◆ **DATA FOR PROCESSING**
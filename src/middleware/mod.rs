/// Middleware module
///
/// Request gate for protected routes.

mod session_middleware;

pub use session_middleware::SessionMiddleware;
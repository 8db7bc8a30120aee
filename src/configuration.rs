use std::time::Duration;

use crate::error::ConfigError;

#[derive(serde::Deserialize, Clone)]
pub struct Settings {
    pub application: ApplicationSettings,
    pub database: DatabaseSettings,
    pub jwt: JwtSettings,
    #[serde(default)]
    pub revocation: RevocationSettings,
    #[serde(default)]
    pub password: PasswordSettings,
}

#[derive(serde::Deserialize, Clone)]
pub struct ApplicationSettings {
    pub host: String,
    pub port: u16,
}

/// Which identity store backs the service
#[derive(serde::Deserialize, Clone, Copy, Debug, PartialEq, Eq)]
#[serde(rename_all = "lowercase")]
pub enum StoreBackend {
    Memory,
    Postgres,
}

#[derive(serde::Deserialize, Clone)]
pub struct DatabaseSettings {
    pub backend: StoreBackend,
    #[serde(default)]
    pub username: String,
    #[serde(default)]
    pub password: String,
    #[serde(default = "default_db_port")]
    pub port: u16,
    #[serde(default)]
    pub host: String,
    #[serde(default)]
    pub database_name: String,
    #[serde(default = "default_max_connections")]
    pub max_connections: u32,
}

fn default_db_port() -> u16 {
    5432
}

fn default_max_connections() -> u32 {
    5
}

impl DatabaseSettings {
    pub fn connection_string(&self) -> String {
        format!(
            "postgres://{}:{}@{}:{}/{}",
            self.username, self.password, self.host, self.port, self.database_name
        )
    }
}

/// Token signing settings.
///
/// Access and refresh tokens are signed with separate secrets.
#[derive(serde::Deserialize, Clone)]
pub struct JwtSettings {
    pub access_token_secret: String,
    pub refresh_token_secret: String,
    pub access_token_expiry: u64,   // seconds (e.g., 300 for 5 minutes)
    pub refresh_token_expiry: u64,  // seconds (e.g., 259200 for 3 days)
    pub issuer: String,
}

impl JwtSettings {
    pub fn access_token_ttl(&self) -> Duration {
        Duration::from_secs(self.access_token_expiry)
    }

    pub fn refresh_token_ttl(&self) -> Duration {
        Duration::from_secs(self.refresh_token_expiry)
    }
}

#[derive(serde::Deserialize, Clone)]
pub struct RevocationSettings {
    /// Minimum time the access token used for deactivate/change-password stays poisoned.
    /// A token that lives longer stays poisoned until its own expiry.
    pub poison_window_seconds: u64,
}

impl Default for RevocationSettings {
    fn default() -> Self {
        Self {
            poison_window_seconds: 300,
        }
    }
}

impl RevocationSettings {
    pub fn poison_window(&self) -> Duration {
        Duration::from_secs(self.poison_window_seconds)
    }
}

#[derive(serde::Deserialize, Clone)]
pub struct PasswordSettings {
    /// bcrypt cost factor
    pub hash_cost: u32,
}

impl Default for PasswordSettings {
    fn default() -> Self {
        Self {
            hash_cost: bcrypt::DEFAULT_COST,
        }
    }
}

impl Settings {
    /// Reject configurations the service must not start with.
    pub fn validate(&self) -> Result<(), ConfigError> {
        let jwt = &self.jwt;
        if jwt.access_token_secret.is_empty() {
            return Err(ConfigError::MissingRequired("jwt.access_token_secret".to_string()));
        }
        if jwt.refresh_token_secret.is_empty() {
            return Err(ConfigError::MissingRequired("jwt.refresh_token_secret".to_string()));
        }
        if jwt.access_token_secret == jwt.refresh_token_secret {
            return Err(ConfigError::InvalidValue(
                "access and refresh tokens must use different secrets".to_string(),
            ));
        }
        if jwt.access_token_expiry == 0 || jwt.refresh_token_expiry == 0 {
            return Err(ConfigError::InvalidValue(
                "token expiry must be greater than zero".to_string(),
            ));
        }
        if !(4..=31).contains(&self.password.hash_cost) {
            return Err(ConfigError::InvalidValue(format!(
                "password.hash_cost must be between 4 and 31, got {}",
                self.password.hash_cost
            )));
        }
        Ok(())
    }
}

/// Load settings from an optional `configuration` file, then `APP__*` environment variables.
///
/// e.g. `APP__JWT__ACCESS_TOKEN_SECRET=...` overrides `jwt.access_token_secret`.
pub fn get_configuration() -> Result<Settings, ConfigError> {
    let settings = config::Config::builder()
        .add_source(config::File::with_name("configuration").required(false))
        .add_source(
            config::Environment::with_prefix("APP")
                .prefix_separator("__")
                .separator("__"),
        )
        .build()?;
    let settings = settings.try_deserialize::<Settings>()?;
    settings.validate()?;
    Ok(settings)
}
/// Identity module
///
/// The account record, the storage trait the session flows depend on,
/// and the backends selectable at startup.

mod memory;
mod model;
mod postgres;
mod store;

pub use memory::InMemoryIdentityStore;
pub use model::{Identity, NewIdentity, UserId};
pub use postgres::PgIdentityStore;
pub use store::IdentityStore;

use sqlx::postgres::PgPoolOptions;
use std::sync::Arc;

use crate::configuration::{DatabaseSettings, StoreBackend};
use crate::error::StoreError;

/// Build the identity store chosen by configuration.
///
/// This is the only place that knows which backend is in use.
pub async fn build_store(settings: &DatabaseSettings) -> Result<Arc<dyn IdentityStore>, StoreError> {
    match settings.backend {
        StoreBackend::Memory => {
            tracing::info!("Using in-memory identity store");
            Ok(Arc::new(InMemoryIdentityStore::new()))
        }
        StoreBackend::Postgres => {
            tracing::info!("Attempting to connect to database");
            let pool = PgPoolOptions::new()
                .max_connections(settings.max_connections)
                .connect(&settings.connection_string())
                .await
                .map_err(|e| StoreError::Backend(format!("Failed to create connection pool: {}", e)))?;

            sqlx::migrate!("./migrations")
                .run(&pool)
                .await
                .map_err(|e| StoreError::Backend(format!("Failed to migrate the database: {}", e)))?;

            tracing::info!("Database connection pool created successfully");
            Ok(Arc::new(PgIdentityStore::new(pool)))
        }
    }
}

* * *

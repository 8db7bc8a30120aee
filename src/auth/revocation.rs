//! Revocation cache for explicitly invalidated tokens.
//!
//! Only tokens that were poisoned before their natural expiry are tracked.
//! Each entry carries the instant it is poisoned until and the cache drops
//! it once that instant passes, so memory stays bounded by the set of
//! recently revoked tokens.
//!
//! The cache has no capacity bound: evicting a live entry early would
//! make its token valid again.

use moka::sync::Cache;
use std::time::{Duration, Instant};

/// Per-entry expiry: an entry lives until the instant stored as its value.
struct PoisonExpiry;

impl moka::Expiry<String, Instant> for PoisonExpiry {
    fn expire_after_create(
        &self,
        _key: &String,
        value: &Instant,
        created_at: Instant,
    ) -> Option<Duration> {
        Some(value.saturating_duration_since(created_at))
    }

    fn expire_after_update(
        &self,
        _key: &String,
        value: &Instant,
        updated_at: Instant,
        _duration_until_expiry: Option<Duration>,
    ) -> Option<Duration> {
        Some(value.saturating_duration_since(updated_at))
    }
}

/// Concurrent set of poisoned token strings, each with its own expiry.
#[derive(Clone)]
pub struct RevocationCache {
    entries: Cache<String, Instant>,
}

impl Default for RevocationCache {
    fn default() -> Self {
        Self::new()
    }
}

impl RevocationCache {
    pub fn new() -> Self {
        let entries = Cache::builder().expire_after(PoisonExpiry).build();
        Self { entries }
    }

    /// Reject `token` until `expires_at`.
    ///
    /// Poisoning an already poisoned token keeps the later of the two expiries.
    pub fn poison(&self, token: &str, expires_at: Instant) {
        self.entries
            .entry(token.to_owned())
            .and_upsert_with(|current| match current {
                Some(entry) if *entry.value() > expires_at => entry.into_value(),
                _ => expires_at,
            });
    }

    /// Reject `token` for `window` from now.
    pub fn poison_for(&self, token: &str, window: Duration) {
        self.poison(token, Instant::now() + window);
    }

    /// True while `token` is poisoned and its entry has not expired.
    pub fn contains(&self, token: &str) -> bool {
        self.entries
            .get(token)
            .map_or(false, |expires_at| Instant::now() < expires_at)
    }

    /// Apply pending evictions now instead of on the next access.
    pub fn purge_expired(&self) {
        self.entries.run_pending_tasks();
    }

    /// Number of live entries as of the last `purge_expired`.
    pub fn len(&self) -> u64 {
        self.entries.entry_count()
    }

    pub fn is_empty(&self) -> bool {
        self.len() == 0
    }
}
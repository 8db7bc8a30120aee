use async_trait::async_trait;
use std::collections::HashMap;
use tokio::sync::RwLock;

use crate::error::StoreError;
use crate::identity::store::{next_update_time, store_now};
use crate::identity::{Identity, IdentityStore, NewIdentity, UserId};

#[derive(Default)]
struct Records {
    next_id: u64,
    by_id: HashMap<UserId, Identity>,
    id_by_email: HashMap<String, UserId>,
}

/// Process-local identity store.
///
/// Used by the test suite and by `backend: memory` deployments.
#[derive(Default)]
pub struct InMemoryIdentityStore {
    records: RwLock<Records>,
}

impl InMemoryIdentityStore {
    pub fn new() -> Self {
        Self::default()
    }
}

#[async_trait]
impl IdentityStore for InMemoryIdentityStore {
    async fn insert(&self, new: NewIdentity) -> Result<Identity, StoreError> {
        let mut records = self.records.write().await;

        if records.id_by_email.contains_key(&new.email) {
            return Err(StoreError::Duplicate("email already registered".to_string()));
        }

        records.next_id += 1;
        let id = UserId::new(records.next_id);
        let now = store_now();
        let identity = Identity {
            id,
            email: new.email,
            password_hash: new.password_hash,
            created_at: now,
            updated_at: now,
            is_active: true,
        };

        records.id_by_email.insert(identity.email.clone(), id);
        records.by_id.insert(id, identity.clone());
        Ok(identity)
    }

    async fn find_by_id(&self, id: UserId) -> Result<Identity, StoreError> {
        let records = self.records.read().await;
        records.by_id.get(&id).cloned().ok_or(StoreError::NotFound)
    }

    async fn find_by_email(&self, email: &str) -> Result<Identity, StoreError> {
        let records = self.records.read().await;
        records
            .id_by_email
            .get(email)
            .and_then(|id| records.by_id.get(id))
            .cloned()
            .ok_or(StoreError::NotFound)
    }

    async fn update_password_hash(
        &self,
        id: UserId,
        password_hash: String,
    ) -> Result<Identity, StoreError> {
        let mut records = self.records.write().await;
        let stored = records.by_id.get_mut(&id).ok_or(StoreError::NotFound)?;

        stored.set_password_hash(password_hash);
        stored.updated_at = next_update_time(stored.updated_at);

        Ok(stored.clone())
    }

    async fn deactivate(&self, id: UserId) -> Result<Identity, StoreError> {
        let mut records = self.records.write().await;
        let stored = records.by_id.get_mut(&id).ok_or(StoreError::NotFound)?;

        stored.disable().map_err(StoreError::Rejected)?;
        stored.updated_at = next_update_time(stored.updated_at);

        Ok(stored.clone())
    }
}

--

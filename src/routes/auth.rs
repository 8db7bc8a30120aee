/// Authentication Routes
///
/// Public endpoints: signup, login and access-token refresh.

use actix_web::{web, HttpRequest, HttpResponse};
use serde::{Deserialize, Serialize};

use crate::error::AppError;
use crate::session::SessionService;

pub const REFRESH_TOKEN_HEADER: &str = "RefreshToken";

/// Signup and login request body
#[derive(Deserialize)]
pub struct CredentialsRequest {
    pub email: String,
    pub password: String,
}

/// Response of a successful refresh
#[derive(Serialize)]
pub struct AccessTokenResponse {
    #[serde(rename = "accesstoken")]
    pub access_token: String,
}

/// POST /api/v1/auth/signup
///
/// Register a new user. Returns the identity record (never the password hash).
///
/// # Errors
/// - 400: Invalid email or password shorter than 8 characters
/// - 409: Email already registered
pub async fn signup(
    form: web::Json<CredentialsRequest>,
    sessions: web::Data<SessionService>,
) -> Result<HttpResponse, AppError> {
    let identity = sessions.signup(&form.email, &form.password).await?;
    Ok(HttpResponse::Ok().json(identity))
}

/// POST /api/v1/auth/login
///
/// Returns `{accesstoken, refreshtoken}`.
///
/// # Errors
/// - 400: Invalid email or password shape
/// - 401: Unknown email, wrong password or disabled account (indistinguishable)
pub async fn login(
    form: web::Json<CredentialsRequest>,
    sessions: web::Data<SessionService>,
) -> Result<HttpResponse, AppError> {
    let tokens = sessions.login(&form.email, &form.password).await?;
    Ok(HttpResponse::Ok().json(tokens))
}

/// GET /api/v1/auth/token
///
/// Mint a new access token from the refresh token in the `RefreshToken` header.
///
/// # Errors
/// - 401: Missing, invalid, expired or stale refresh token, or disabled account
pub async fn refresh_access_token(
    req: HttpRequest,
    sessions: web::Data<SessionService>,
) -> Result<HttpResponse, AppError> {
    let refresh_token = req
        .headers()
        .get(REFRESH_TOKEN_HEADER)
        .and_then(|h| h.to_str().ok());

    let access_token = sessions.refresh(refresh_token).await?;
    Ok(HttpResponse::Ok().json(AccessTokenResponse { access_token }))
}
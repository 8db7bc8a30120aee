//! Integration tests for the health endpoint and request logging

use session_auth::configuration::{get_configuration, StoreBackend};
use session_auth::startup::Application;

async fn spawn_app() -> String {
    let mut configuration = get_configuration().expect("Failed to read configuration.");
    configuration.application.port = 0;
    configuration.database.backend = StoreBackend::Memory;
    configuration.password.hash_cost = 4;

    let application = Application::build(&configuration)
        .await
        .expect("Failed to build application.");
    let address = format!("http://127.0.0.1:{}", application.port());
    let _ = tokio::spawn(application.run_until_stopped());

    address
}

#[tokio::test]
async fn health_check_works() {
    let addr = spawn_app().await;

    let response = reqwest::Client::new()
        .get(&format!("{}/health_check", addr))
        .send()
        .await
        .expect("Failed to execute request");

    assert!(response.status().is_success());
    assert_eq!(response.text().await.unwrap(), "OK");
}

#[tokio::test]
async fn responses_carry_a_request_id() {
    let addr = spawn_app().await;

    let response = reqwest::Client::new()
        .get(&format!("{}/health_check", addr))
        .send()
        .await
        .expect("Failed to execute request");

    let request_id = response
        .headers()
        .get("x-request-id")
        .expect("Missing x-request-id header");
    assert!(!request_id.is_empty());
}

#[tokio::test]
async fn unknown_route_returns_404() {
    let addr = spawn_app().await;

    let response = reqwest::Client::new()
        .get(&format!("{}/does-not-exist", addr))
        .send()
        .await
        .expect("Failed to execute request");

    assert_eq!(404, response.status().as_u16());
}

◆ **WHAT YOU NEED TO DO**
Count every line of the data above that includes the word "startup", then state the total and nothing more.

◆ **RESPONSE**
2